Bittar, claramente, também não sabe dirigir o elenco. Murilo Couto, Gentilli e Léo Lins trabalham há muitos anos juntos, vindo desde Agora é Tarde, na Band, até o The Noite, no SBT. Mas, mesmo assim, a química é nula nas telas. Um parece apagar o outro. Só Murilo Couto parece um pouco mais esforçado. O mesmo vale pra Dani Calabresa, que tem uma participação frustrante. Ueta é fraquíssimo e diminui a qualidade do filme quando entra em cena. Quintela (As Aventuras de Poliana), Bárbara Bruno, Sikêra Jr. e Ratinho, porém, conseguem elevar um pouco o tom divertido e profissional do filme -- ainda que os dois últimos sejam apresentadores de TV, e não atores profissionais.

Talvez se Bittar e cia. tivessem oferecido um ambiente de gravação mais leve e tranquilo, Exterminadores do Além poderia ter um resultado mais agradável nesse sentido. Mas, como o elenco deixou claro na coletiva, o que não faltou foram momentos ruins.

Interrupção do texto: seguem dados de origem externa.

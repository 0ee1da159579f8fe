// Copyright © 2025 The Cloud Hypervisor Authors
//
// SPDX-License-Identifier: Apache-2.0 AND BSD-3-Clause

//! Guest traps and the packets they produce.

#[macro_use]
extern crate anyhow;
#[macro_use]
extern crate log;
extern crate thiserror;

pub mod packet;
pub mod trap;

pub use packet::{ChannelError, ExitPacket, PacketChannel, PacketType};
pub use trap::{Trap, TrapError, TrapKind, TrapLookup, TrapMap};
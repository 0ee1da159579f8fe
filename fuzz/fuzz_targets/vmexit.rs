// Copyright © 2025 The Cloud Hypervisor Authors
//
// SPDX-License-Identifier: Apache-2.0

#![no_main]

use std::sync::Arc;

use hypervisor::vm::Result as FaultResult;
use hypervisor::{
    GuestAddressSpace, GuestFaultError, GuestState, HcrEl2, PageFaultFlags, VirtualizationControl,
};
use libfuzzer_sys::{fuzz_target, Corpus};
use vm_device::{ChannelError, ExitPacket, PacketChannel, TrapKind, TrapMap};
use vm_memory::GuestAddress;
use vmexit::{vmexit_handler, VmExit};

// Faults above this address are reported as out of range.
const GUEST_MEM_END: u64 = 1 << 40;

struct FuzzAddressSpace;

impl GuestAddressSpace for FuzzAddressSpace {
    fn handle_page_fault(&self, addr: GuestAddress, _flags: PageFaultFlags) -> FaultResult<()> {
        if addr.0 >= GUEST_MEM_END {
            return Err(GuestFaultError::OutOfRange(addr.0));
        }
        Ok(())
    }
}

struct FuzzChannel(bool);

impl PacketChannel for FuzzChannel {
    fn queue(&self, _packet: ExitPacket) -> Result<(), ChannelError> {
        if self.0 {
            Ok(())
        } else {
            Err(ChannelError::Full)
        }
    }
}

fuzz_target!(|bytes: &[u8]| -> Corpus {
    let (mut state, hcr, traps) = match generate_guest(bytes) {
        Ok(guest) => guest,
        Err(_) => return Corpus::Reject,
    };
    let before = state;

    match vmexit_handler(&mut state, &hcr, &FuzzAddressSpace, &traps) {
        Ok(VmExit::Resume) | Ok(VmExit::DeliverPacket(_)) => {}
        Err(_) => return Corpus::Keep,
    }

    // The PC only ever moves by one instruction.
    let advanced = state.elr_el2.wrapping_sub(before.elr_el2);
    assert!(advanced == 0 || advanced == 4);
    assert_eq!(state.x, before.x);

    Corpus::Keep
});

// Helper functions to generate structures from fuzzer input below

fn generate_guest(
    bytes: &[u8],
) -> arbitrary::Result<(GuestState, VirtualizationControl, TrapMap)> {
    let mut u = arbitrary::Unstructured::new(bytes);

    let state = GuestState {
        x: u.arbitrary()?,
        elr_el2: u.arbitrary()?,
        spsr_el2: u.arbitrary()?,
        sctlr_el1: u.arbitrary()?,
        esr_el2: u.arbitrary()?,
        hpfar_el2: u.arbitrary()?,
    };
    let hcr = VirtualizationControl::new(HcrEl2::from_bits_retain(u.arbitrary()?));

    let traps = TrapMap::new();
    let count: u8 = u.int_in_range(0..=8)?;
    for key in 0..u64::from(count) {
        let kind = match u.int_in_range(0..=2)? {
            0 => TrapKind::Bell,
            1 => TrapKind::Mem,
            _ => TrapKind::Io,
        };
        let channel: Option<Arc<dyn PacketChannel>> = if u.arbitrary()? {
            Some(Arc::new(FuzzChannel(u.arbitrary()?)))
        } else {
            None
        };
        // Overlapping or invalid ranges are just not registered.
        let _ = traps.insert_trap(
            kind,
            GuestAddress(u.arbitrary()?),
            u.arbitrary()?,
            key,
            channel,
        );
    }

    Ok((state, hcr, traps))
}
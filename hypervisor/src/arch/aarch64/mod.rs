// Copyright 2022 Arm Limited (or its affiliates). All rights reserved.

pub mod regs;
pub mod syndrome;

#[cfg(feature = "with-serde")]
use serde::{Deserialize, Serialize};

/// Number of general purpose registers, x0 to x30.
pub const NUM_GPRS: usize = 31;

/// Width of an A64 instruction.
pub const INSTRUCTION_WIDTH: u64 = 4;

/// Operand index of the zero register.
pub const XZR: u8 = 31;

/// Guest register state saved by the exit vector.
#[derive(Debug, Default, Copy, Clone, PartialEq, Eq)]
#[cfg_attr(feature = "with-serde", derive(Deserialize, Serialize))]
pub struct GuestState {
    pub x: [u64; NUM_GPRS], // General Purpose Registers
    pub elr_el2: u64,       // Guest PC to return to
    pub spsr_el2: u32,      // Guest PSTATE to return to
    pub sctlr_el1: u32,     // Guest view of SCTLR_EL1
    pub esr_el2: u32,       // Exception syndrome of the last exit
    pub hpfar_el2: u64,     // Faulting guest physical address
}

impl GuestState {
    /// Reads the operand register of a trapped instruction.
    pub fn gpr(&self, index: u8) -> u64 {
        match index {
            XZR => 0,
            index => self.x.get(usize::from(index)).copied().unwrap_or(0),
        }
    }

    /// Retires the trapped instruction.
    pub fn next_pc(&mut self) {
        self.elr_el2 = self.elr_el2.wrapping_add(INSTRUCTION_WIDTH);
    }
}

#[cfg(test)]
mod tests {
    use super::*;

    #[test]
    fn test_gpr_reads_zero_register() {
        let mut state = GuestState::default();
        state.x = [u64::MAX; NUM_GPRS];
        state.x[30] = 0x30;

        assert_eq!(state.gpr(0), u64::MAX);
        assert_eq!(state.gpr(30), 0x30);
        assert_eq!(state.gpr(XZR), 0);
    }

    #[test]
    fn test_next_pc() {
        let mut state = GuestState {
            elr_el2: 0x4000_0000,
            ..Default::default()
        };
        state.next_pc();
        assert_eq!(state.elr_el2, 0x4000_0004);
        state.next_pc();
        assert_eq!(state.elr_el2, 0x4000_0008);
    }
}
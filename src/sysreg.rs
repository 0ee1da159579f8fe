// Copyright © 2025 The Cloud Hypervisor Authors
//
// SPDX-License-Identifier: Apache-2.0 AND BSD-3-Clause

use hypervisor::arch::aarch64::regs::SCTLR_ELX_M;
use hypervisor::{GuestState, HcrEl2, SystemInstruction, SystemRegister, VirtualizationControl};

use crate::{Error, Result, VmExit};

/// Emulates a trapped MSR/MRS described by `iss`.
pub(crate) fn handle_system_instruction(
    iss: u32,
    guest_state: &mut GuestState,
    hcr: &VirtualizationControl,
) -> Result<VmExit> {
    let si = SystemInstruction::from(iss);
    match si.sr {
        SystemRegister::SctlrEl1 => write_sctlr_el1(si, guest_state, hcr),
        SystemRegister::Unsupported(id) => {
            debug!("Unsupported system register {:#x}, x{}", id, si.xt);
            Err(Error::UnsupportedSystemRegister(id))
        }
    }
}

// With HCR_EL2.DC set the guest behaves as if its stage 1 MMU were off, except
// for reads of SCTLR_EL1 which are not trapped.
fn write_sctlr_el1(
    si: SystemInstruction,
    guest_state: &mut GuestState,
    hcr: &VirtualizationControl,
) -> Result<VmExit> {
    if si.read {
        debug!("Unsupported read of {:?}", si.sr);
        return Err(Error::UnsupportedSystemRegisterRead(si.sr));
    }

    let sctlr = guest_state.gpr(si.xt) as u32;
    if sctlr & SCTLR_ELX_M != 0 {
        hcr.clear(HcrEl2::DC);
    } else {
        hcr.set(HcrEl2::DC);
    }
    guest_state.sctlr_el1 = sctlr;
    guest_state.next_pc();

    trace!(
        "SCTLR_EL1 <- {:#x} from x{}, HCR_EL2 {:#x}",
        sctlr,
        si.xt,
        hcr.hcr().bits()
    );
    Ok(VmExit::Resume)
}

Os Exterminadores do Além é um filme igualmente embaraçoso como seu antecessor espiritual, Como se Tornar o Pior Aluno da Escola. Roteiro e direção são pouco delicados e não há medo de forçar emoções ao máximo. Fica desconfortável e constrangedor. A falta de harmonia entre o elenco, coisa que existia no filme anterior, e a história estabanada e pouco divertida ajudam a fazer desse filme ainda mais chato e estranho. O que vale aqui, então, é a intenção de seus criadores em produzir algo "fora da caixinha" no cinema nacional, a inventividade de trazer boas participações especiais e algumas boas referências e sacadas de direção e roteiro. De resto, só sofrimento e vergonha.